Gérer les démarches administratives
Pour créer une crèche, il ne faut pas avoir ce qu’on appelle aujourd’hui la « phobie administrative » car il y a plusieurs gros dossiers à monter pour la Caf et la PMI. Entre la comptabilité, le juridique, la fiscalité, la communication, il s’agit d’être un entrepreneur très polyvalent. Il faut aussi se préparer à ce que tout ne se déroule pas selon un timing défini. En effet, les délais annoncés ne sont pas toujours tenus. Une réalité qui pose problème quand l’attente de la validation d’une étape met en suspens la progression de toutes les autres.
Et, surtout, ce long processus demande de pouvoir assurer la partie financière — sachant que les banques ne sont pas toujours faciles à convaincre sur des projets de création de lieux d’accueil.
« Il faut se montrer crédible, autant humainement que financièrement. Et cela demande généralement de s’engager sur son patrimoine personnel », rappelle Romain Gallon.
Pendant les mois qui précèdent l’ouverture de la crèche, il n’y a pas d’argent qui rentre et il faut pouvoir rémunérer les professionnels déjà engagés. A ce moment-là, quelques clés sont essentielles : « Il faut savoir anticiper bien sûr, mais aussi rester organisé et prioriser les sujets, explique Hélène Munoz. Tout ne doit pas intervenir au même moment ! »
Faire preuve d’endurance
Créer une crèche est un donc un véritable défi qui demande beaucoup d’énergie et de courage. Tous les gestionnaires l’affirment : c’est un énorme investissement personnel ! Au niveau mental, physique, familial…
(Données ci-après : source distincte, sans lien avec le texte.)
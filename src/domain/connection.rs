//! Connection domain types.
//!
//! A connection is one authorized mailbox on one provider, together with the
//! credential material the driver needs to reach it.

use std::fmt;
use std::str::FromStr;

use serde::{Deserialize, Serialize};

use super::ConnectionId;

/// Default IMAP port (implicit TLS).
pub const DEFAULT_IMAP_PORT: u16 = 993;
/// Default SMTP submission port (STARTTLS).
pub const DEFAULT_SMTP_PORT: u16 = 587;

/// Supported provider families.
#[derive(Debug, Clone, Copy, PartialEq, Eq, Hash, Serialize, Deserialize)]
#[serde(rename_all = "lowercase")]
pub enum ProviderKind {
    /// Gmail-shaped REST API.
    Google,
    /// Plain IMAP for reading and SMTP for sending.
    Imap,
    /// Microsoft Graph. Registered, not implemented.
    Microsoft,
}

impl ProviderKind {
    /// Canonical provider identifier.
    pub fn as_str(&self) -> &'static str {
        match self {
            Self::Google => "google",
            Self::Imap => "imap",
            Self::Microsoft => "microsoft",
        }
    }
}

impl fmt::Display for ProviderKind {
    fn fmt(&self, f: &mut fmt::Formatter<'_>) -> fmt::Result {
        f.write_str(self.as_str())
    }
}

/// Returned when a provider identifier is not registered.
#[derive(Debug, Clone, PartialEq, Eq, thiserror::Error)]
#[error("unsupported provider: {0}")]
pub struct UnknownProvider(pub String);

impl FromStr for ProviderKind {
    type Err = UnknownProvider;

    fn from_str(s: &str) -> Result<Self, Self::Err> {
        match s.trim().to_ascii_lowercase().as_str() {
            "google" | "gmail" => Ok(Self::Google),
            "imap" => Ok(Self::Imap),
            "microsoft" | "outlook" => Ok(Self::Microsoft),
            other => Err(UnknownProvider(other.to_string())),
        }
    }
}

/// Credential material and server settings for a connection.
///
/// IMAP/SMTP fields are optional; ports default to 993/587 and the TLS mode
/// is inferred from the port when not given.
#[derive(Clone, Default, PartialEq, Eq, Serialize, Deserialize)]
#[serde(rename_all = "camelCase")]
pub struct AuthConfig {
    /// OAuth access token, or the password for IMAP/SMTP.
    pub access_token: String,
    /// OAuth refresh token.
    #[serde(default)]
    pub refresh_token: String,
    /// Mailbox address; also the IMAP/SMTP login.
    pub email: String,
    /// Owning user id.
    #[serde(default)]
    pub user_id: String,
    /// IMAP host.
    #[serde(default, skip_serializing_if = "Option::is_none")]
    pub host: Option<String>,
    /// IMAP port.
    #[serde(default, skip_serializing_if = "Option::is_none")]
    pub port: Option<u16>,
    /// IMAP implicit TLS.
    #[serde(default, skip_serializing_if = "Option::is_none")]
    pub secure: Option<bool>,
    /// SMTP host; defaults to the IMAP host.
    #[serde(default, skip_serializing_if = "Option::is_none")]
    pub smtp_host: Option<String>,
    /// SMTP port.
    #[serde(default, skip_serializing_if = "Option::is_none")]
    pub smtp_port: Option<u16>,
    /// SMTP implicit TLS. `false` means STARTTLS.
    #[serde(default, skip_serializing_if = "Option::is_none")]
    pub smtp_secure: Option<bool>,
}

impl AuthConfig {
    /// IMAP port, defaulting to 993.
    pub fn imap_port(&self) -> u16 {
        self.port.unwrap_or(DEFAULT_IMAP_PORT)
    }

    /// Whether IMAP uses implicit TLS.
    pub fn imap_secure(&self) -> bool {
        self.secure.unwrap_or(self.imap_port() == 993)
    }

    /// SMTP host, falling back to the IMAP host.
    pub fn smtp_host(&self) -> Option<&str> {
        self.smtp_host.as_deref().or(self.host.as_deref())
    }

    /// SMTP port, defaulting to 587.
    pub fn smtp_port(&self) -> u16 {
        self.smtp_port.unwrap_or(DEFAULT_SMTP_PORT)
    }

    /// Whether SMTP uses implicit TLS rather than STARTTLS.
    pub fn smtp_secure(&self) -> bool {
        self.smtp_secure.unwrap_or(self.smtp_port() == 465)
    }
}

fn redact(secret: &str) -> &'static str {
    if secret.is_empty() {
        ""
    } else {
        "[REDACTED]"
    }
}

impl fmt::Debug for AuthConfig {
    fn fmt(&self, f: &mut fmt::Formatter<'_>) -> fmt::Result {
        f.debug_struct("AuthConfig")
            .field("access_token", &redact(&self.access_token))
            .field("refresh_token", &redact(&self.refresh_token))
            .field("email", &self.email)
            .field("user_id", &self.user_id)
            .field("host", &self.host)
            .field("port", &self.port)
            .field("secure", &self.secure)
            .field("smtp_host", &self.smtp_host)
            .field("smtp_port", &self.smtp_port)
            .field("smtp_secure", &self.smtp_secure)
            .finish()
    }
}

/// An authorized mailbox.
#[derive(Debug, Clone, PartialEq, Eq, Serialize, Deserialize)]
#[serde(rename_all = "camelCase")]
pub struct Connection {
    /// Connection id.
    pub id: ConnectionId,
    /// Provider family.
    pub provider: ProviderKind,
    /// Credentials and server settings.
    pub auth: AuthConfig,
}

impl Connection {
    /// Mailbox address.
    pub fn email(&self) -> &str {
        &self.auth.email
    }

    /// Returns a copy with a refreshed access token; nothing else may change.
    pub fn with_access_token(&self, access_token: impl Into<String>) -> Self {
        let mut refreshed = self.clone();
        refreshed.auth.access_token = access_token.into();
        refreshed
    }
}

#[cfg(test)]
mod tests {
    use super::*;

    #[test]
    fn provider_kind_parses_aliases() {
        assert_eq!("gmail".parse::<ProviderKind>(), Ok(ProviderKind::Google));
        assert_eq!(" IMAP ".parse::<ProviderKind>(), Ok(ProviderKind::Imap));
        assert_eq!("outlook".parse::<ProviderKind>(), Ok(ProviderKind::Microsoft));
        assert_eq!(
            "yahoo".parse::<ProviderKind>(),
            Err(UnknownProvider("yahoo".into()))
        );
    }

    #[test]
    fn ports_and_security_defaults() {
        let auth = AuthConfig {
            host: Some("mail.example.com".into()),
            ..Default::default()
        };
        assert_eq!(auth.imap_port(), 993);
        assert!(auth.imap_secure());
        assert_eq!(auth.smtp_port(), 587);
        assert!(!auth.smtp_secure());
        assert_eq!(auth.smtp_host(), Some("mail.example.com"));
    }

    #[test]
    fn security_is_inferred_from_port() {
        let auth = AuthConfig {
            port: Some(143),
            smtp_port: Some(465),
            ..Default::default()
        };
        assert!(!auth.imap_secure());
        assert!(auth.smtp_secure());

        let explicit = AuthConfig {
            port: Some(143),
            secure: Some(true),
            ..Default::default()
        };
        assert!(explicit.imap_secure());
    }

    #[test]
    fn auth_config_uses_camel_case_keys() {
        let auth: AuthConfig = serde_json::from_value(serde_json::json!({
            "accessToken": "at",
            "refreshToken": "rt",
            "email": "me@example.com",
            "userId": "u1",
            "smtpHost": "smtp.example.com",
            "smtpPort": 465
        }))
        .unwrap();
        assert_eq!(auth.access_token, "at");
        assert_eq!(auth.smtp_host(), Some("smtp.example.com"));
        assert!(auth.smtp_secure());
    }

    #[test]
    fn debug_redacts_tokens() {
        let auth = AuthConfig {
            access_token: "secret-access".into(),
            refresh_token: "secret-refresh".into(),
            email: "me@example.com".into(),
            ..Default::default()
        };
        let debug = format!("{:?}", auth);
        assert!(!debug.contains("secret-access"));
        assert!(!debug.contains("secret-refresh"));
        assert!(debug.contains("me@example.com"));
    }

    #[test]
    fn refreshing_token_keeps_identity() {
        let connection = Connection {
            id: ConnectionId::from("c-1"),
            provider: ProviderKind::Google,
            auth: AuthConfig {
                access_token: "old".into(),
                email: "me@example.com".into(),
                ..Default::default()
            },
        };
        let refreshed = connection.with_access_token("new");
        assert_eq!(refreshed.auth.access_token, "new");
        assert_eq!(refreshed.id, connection.id);
        assert_eq!(refreshed.email(), "me@example.com");
    }
}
Hélène Munoz le compare à un défi sportif. « C’est un sport collectif puisqu’on avance avec les proches et les partenaires qui nous aident, nous donnent des idées et nous apportent du réconfort. Mais c’est aussi un sport individuel car même si on est bien entouré, la prise de décision est personnelle — à un moment donné, c’est à nous de trancher ! »
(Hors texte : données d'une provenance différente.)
//! External mail services.
//!
//! - [`email`] - mail drivers (Gmail API, IMAP/SMTP, Outlook placeholder)

pub mod email;
//! Error taxonomy shared by every mail driver.

use std::fmt;

use serde::{Deserialize, Serialize};

/// Result type alias for mail driver operations.
pub type Result<T> = std::result::Result<T, ProviderError>;

/// Closed set of error classes surfaced to callers.
#[derive(Debug, Clone, Copy, PartialEq, Eq, Hash, Serialize, Deserialize)]
#[serde(rename_all = "SCREAMING_SNAKE_CASE")]
pub enum ErrorCode {
    /// Id resolved to nothing after all lookup strategies.
    NotFound,
    /// Credentials rejected.
    Unauthorized,
    /// Provider throttling.
    RateLimited,
    /// Transport rejected an outgoing message.
    SendFailure,
    /// Operation has no equivalent on this provider.
    UnsupportedOperation,
    /// Provider id is unknown.
    UnsupportedProvider,
    /// Registered driver that does not implement the operation.
    NotImplemented,
    /// A protocol call exceeded its deadline.
    Timeout,
    /// Network or protocol failure.
    Connection,
    /// Caller supplied bad input.
    InvalidRequest,
    /// Provider returned an error the taxonomy does not name.
    Provider,
    /// Bug or unexpected local failure.
    Internal,
}

impl ErrorCode {
    /// Stable string form used in logs.
    pub fn as_str(&self) -> &'static str {
        match self {
            Self::NotFound => "NOT_FOUND",
            Self::Unauthorized => "UNAUTHORIZED",
            Self::RateLimited => "RATE_LIMITED",
            Self::SendFailure => "SEND_FAILURE",
            Self::UnsupportedOperation => "UNSUPPORTED_OPERATION",
            Self::UnsupportedProvider => "UNSUPPORTED_PROVIDER",
            Self::NotImplemented => "NOT_IMPLEMENTED",
            Self::Timeout => "TIMEOUT",
            Self::Connection => "CONNECTION",
            Self::InvalidRequest => "INVALID_REQUEST",
            Self::Provider => "PROVIDER",
            Self::Internal => "INTERNAL",
        }
    }
}

impl fmt::Display for ErrorCode {
    fn fmt(&self, f: &mut fmt::Formatter<'_>) -> fmt::Result {
        f.write_str(self.as_str())
    }
}

/// Errors that can occur during mail driver operations.
#[derive(Debug, thiserror::Error)]
pub enum ProviderError {
    /// Authentication failed or credentials expired.
    #[error("authentication failed: {0}")]
    Authentication(String),

    /// Network or connection error.
    #[error("connection error: {0}")]
    Connection(String),

    /// Provider throttled the request.
    #[error("rate limit exceeded (status {status}), retry after {retry_after_secs:?} seconds")]
    RateLimited {
        /// HTTP status (429, or 403 for quota reasons). IMAP throttling reports 429.
        status: u16,
        /// Seconds to wait before retrying, if known.
        retry_after_secs: Option<u64>,
    },

    /// Requested resource was not found.
    #[error("not found: {0}")]
    NotFound(String),

    /// Invalid request or parameters.
    #[error("invalid request: {0}")]
    InvalidRequest(String),

    /// Transport rejected an outgoing message.
    #[error("send failed: {0}")]
    SendFailure(String),

    /// Operation has no faithful translation on this provider.
    #[error("unsupported operation: {0}")]
    UnsupportedOperation(String),

    /// Provider id is not registered.
    #[error("unsupported provider: {0}")]
    UnsupportedProvider(String),

    /// Operation is not implemented by this driver.
    #[error("not implemented: {0}")]
    NotImplemented(String),

    /// A protocol call did not finish in time.
    #[error("timed out: {0}")]
    Timeout(String),

    /// Non-success HTTP response not covered by another variant.
    #[error("API error ({status}): {message}")]
    Api {
        /// HTTP status.
        status: u16,
        /// Provider reason code, e.g. `rateLimitExceeded`.
        reason: Option<String>,
        /// Provider message or body.
        message: String,
    },

    /// Internal error.
    #[error("internal error: {0}")]
    Internal(String),

    /// Failure wrapped by the error envelope.
    #[error(transparent)]
    Operation(Box<OperationError>),
}

impl ProviderError {
    /// The innermost error, looking through envelope wrapping.
    pub fn root(&self) -> &ProviderError {
        match self {
            Self::Operation(op) => op.source.root(),
            other => other,
        }
    }

    /// Classifies the error.
    pub fn code(&self) -> ErrorCode {
        match self {
            Self::Authentication(_) => ErrorCode::Unauthorized,
            Self::Connection(_) => ErrorCode::Connection,
            Self::RateLimited { .. } => ErrorCode::RateLimited,
            Self::NotFound(_) => ErrorCode::NotFound,
            Self::InvalidRequest(_) => ErrorCode::InvalidRequest,
            Self::SendFailure(_) => ErrorCode::SendFailure,
            Self::UnsupportedOperation(_) => ErrorCode::UnsupportedOperation,
            Self::UnsupportedProvider(_) => ErrorCode::UnsupportedProvider,
            Self::NotImplemented(_) => ErrorCode::NotImplemented,
            Self::Timeout(_) => ErrorCode::Timeout,
            Self::Api { status: 401, .. } => ErrorCode::Unauthorized,
            Self::Api { status: 404, .. } => ErrorCode::NotFound,
            Self::Api { .. } => ErrorCode::Provider,
            Self::Internal(_) => ErrorCode::Internal,
            Self::Operation(op) => op.code,
        }
    }

    /// HTTP status carried by the error, if any.
    pub fn status(&self) -> Option<u16> {
        match self.root() {
            Self::RateLimited { status, .. } | Self::Api { status, .. } => Some(*status),
            _ => None,
        }
    }

    /// Provider reason code carried by the error, if any.
    pub fn reason(&self) -> Option<&str> {
        match self.root() {
            Self::Api { reason, .. } => reason.as_deref(),
            _ => None,
        }
    }

    /// Shorthand for a not-implemented error on a named operation.
    pub fn not_implemented(operation: &str) -> Self {
        Self::NotImplemented(operation.to_string())
    }
}

/// Uniform error produced by the envelope around every driver operation.
#[derive(Debug, thiserror::Error)]
#[error("{operation} failed [{code}]: {source}")]
pub struct OperationError {
    /// Error class.
    pub code: ErrorCode,
    /// Driver operation name, e.g. `list`.
    pub operation: String,
    /// Sanitized call context.
    pub context: serde_json::Value,
    /// Original error.
    #[source]
    pub source: ProviderError,
}

impl From<OperationError> for ProviderError {
    fn from(err: OperationError) -> Self {
        Self::Operation(Box::new(err))
    }
}

#[cfg(test)]
mod tests {
    use super::*;

    #[test]
    fn code_classifies_api_statuses() {
        let unauthorized = ProviderError::Api {
            status: 401,
            reason: None,
            message: "bad token".into(),
        };
        assert_eq!(unauthorized.code(), ErrorCode::Unauthorized);

        let other = ProviderError::Api {
            status: 500,
            reason: None,
            message: "boom".into(),
        };
        assert_eq!(other.code(), ErrorCode::Provider);
    }

    #[test]
    fn root_looks_through_operation_wrapping() {
        let wrapped: ProviderError = OperationError {
            code: ErrorCode::RateLimited,
            operation: "list".into(),
            context: serde_json::json!({}),
            source: ProviderError::RateLimited {
                status: 429,
                retry_after_secs: None,
            },
        }
        .into();

        assert_eq!(wrapped.code(), ErrorCode::RateLimited);
        assert_eq!(wrapped.status(), Some(429));
        assert!(matches!(
            wrapped.root(),
            ProviderError::RateLimited { status: 429, .. }
        ));
    }

    #[test]
    fn operation_error_message_names_operation() {
        let err: ProviderError = OperationError {
            code: ErrorCode::NotFound,
            operation: "get".into(),
            context: serde_json::json!({"id": "t-1"}),
            source: ProviderError::NotFound("t-1".into()),
        }
        .into();
        assert_eq!(err.to_string(), "get failed [NOT_FOUND]: not found: t-1");
    }

    #[test]
    fn error_code_serializes_screaming_case() {
        let json = serde_json::to_string(&ErrorCode::UnsupportedOperation).unwrap();
        assert_eq!(json, "\"UNSUPPORTED_OPERATION\"");
    }
}
//! vkotify - mirror the current Spotify track into a VK status
//!
//! Resolves credentials from vault, then polls Spotify forever and
//! rewrites the VK status whenever the rendered text changes.

mod api;
mod auth;
mod config;
mod error;
mod models;
mod poll;
mod secrets;
mod status;

use anyhow::Result;
use std::time::Duration;
use tracing_subscriber::{layer::SubscriberExt, util::SubscriberInitExt};

use api::{SpotifyPlayer, VkStatus};
use auth::{ClientCredentials, FileTokenStore, TokenManager};
use config::{Settings, REQUIRED_SECRETS, SPOTIFY_CLIENT_ID, SPOTIFY_CLIENT_SECRET, VK_TOKEN};
use error::ConfigError;
use poll::PollLoop;
use status::StatusRenderer;

/// Everything that must succeed before the loop may start.
async fn start(settings: &Settings) -> Result<PollLoop<SpotifyPlayer, VkStatus>, ConfigError> {
    let http = api::client::build_http(settings.poll.request_timeout())?;

    tracing::info!("Resolving secrets from {}...", settings.vault.url);
    let secrets = secrets::load_secrets(&http, &settings.vault, &REQUIRED_SECRETS).await?;
    let credentials = ClientCredentials::new(
        secrets.require(SPOTIFY_CLIENT_ID)?,
        secrets.require(SPOTIFY_CLIENT_SECRET)?,
    );

    let store = FileTokenStore::new(settings.token_path.clone());
    tracing::info!("Loading Spotify token from {}", store.path().display());
    let tokens = TokenManager::new(
        http.clone(),
        settings.spotify.token_url.as_str(),
        &credentials,
        Box::new(store),
    )?;

    let player = SpotifyPlayer::new(http.clone(), &settings.spotify.api_base, tokens);
    let publisher = VkStatus::new(http, &settings.vk, secrets.require(VK_TOKEN)?);
    let renderer = StatusRenderer::new(
        settings.status.label.as_str(),
        Duration::from_secs(settings.status.idle_clear_secs),
    );

    Ok(PollLoop::new(player, publisher, renderer, &settings.poll))
}

#[tokio::main]
async fn main() -> Result<()> {
    // Initialize logging
    tracing_subscriber::registry()
        .with(
            tracing_subscriber::EnvFilter::try_from_default_env().unwrap_or_else(|_| "info".into()),
        )
        .with(tracing_subscriber::fmt::layer().with_target(false))
        .init();

    let settings = Settings::load()?;
    let poll_loop = start(&settings).await?;
    poll_loop.run().await;

    Ok(())
}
Le mot qui revient dans la bouche des porteurs de projets, c’est l’endurance : tenir le coup, maintenir le rythme du projet tout en sachant patienter. « C’est un investissement professionnel, humain et affectif, dans lequel on met notre esprit, notre cœur et nos tripes, » renchérit Romain Gallon.
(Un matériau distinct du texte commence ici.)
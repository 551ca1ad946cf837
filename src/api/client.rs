//! Shared HTTP plumbing for the vault, Spotify and VK clients

use std::time::Duration;

const USER_AGENT: &str = concat!(env!("CARGO_PKG_NAME"), "/", env!("CARGO_PKG_VERSION"));

/// Non-2xx response, with whatever body the server sent
#[derive(Debug)]
pub struct HttpFailure {
    pub status: u16,
    pub body: String,
}

/// Build the one HTTP client used for every outbound call.
///
/// Every request gets the same bounded timeout so a hung connection
/// cannot stall the poll loop.
pub fn build_http(timeout: Duration) -> Result<reqwest::Client, reqwest::Error> {
    reqwest::Client::builder()
        .timeout(timeout)
        .user_agent(USER_AGENT)
        .build()
}

/// Check HTTP response status code and return the body on failure.
pub async fn check_response(resp: reqwest::Response) -> Result<reqwest::Response, HttpFailure> {
    let status = resp.status();
    if !status.is_success() {
        let url = resp.url().to_string();
        let body = resp.text().await.unwrap_or_default();
        tracing::debug!("HTTP {} for {}: {}", status.as_u16(), url, body);
        return Err(HttpFailure {
            status: status.as_u16(),
            body,
        });
    }
    Ok(resp)
}

/// Send an OAuth2 token request through the shared client, so token
/// exchanges get the same timeout and user agent as everything else.
pub async fn oauth_http_client(
    http: &reqwest::Client,
    request: oauth2::HttpRequest,
) -> Result<oauth2::HttpResponse, reqwest::Error> {
    let resp = http
        .request(request.method, request.url.as_str())
        .headers(request.headers)
        .body(request.body)
        .send()
        .await?;

    let status_code = resp.status();
    let headers = resp.headers().clone();
    let body = resp.bytes().await?.to_vec();
    if !status_code.is_success() {
        tracing::debug!("HTTP {} for {}", status_code.as_u16(), request.url);
    }
    Ok(oauth2::HttpResponse {
        status_code,
        headers,
        body,
    })
}
//! Rendering playback into status text, and deciding when to republish

use std::time::Duration;

use crate::models::PlaybackSnapshot;

pub const PLAY_GLYPH: &str = "▶";
pub const PAUSE_GLYPH: &str = "⏸";

pub const DEFAULT_IDLE_CLEAR: Duration = Duration::from_secs(120);

/// Turns snapshots into the canonical status string.
#[derive(Debug, Clone)]
pub struct StatusRenderer {
    label: String,
    idle_clear: Duration,
}

impl StatusRenderer {
    pub fn new(label: impl Into<String>, idle_clear: Duration) -> Self {
        Self {
            label: label.into(),
            idle_clear,
        }
    }

    /// Render a snapshot.
    ///
    /// A paused track whose provider timestamp is older than the idle-clear
    /// threshold renders as the empty string, which clears the status.
    pub fn render(&self, snapshot: &PlaybackSnapshot) -> String {
        let paused_for = snapshot.observed_at - snapshot.provider_timestamp;
        if !snapshot.is_playing && paused_for > self.idle_clear.as_secs_f64() {
            return String::new();
        }

        let glyph = if snapshot.is_playing {
            PLAY_GLYPH
        } else {
            PAUSE_GLYPH
        };
        format!(
            "{}: {}{} - {}",
            self.label, glyph, snapshot.primary_artist, snapshot.title
        )
    }
}

/// Plain string inequality. Identical renders never republish.
pub fn should_publish(previous: &str, candidate: &str) -> bool {
    previous != candidate
}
Il est important de se prévoir aussi des périodes de repos, car entre le moment où le local est trouvé et l’ouverture de la crèche, il se passe au moins an. Sans compter tout le travail effectué en amont. Après viendront des défis d’autres sortes : trouver la directrice, constituer une équipe soudée, mettre en œuvre une pédagogie cohérente, s’assurer de bien accueillir les parents…
Face à la mission « d’intérêt public » que représente l’accueil des familles, ces structures indépendantes, portées à bout de bras par des particuliers, mériteraient parfois d’être davantage soutenues par les collectivités. Celles-ci peuvent en effet voir en ces initiatives une offre complémentaire aux crèches municipales, renforçant l’attractivité des villes, la qualité de vie des habitants et incarnant généralement un dynamisme engagé au sein des villes.
La création d’une crèche est une aventure riche, enrichissante, stimulante et pleine d’embûches.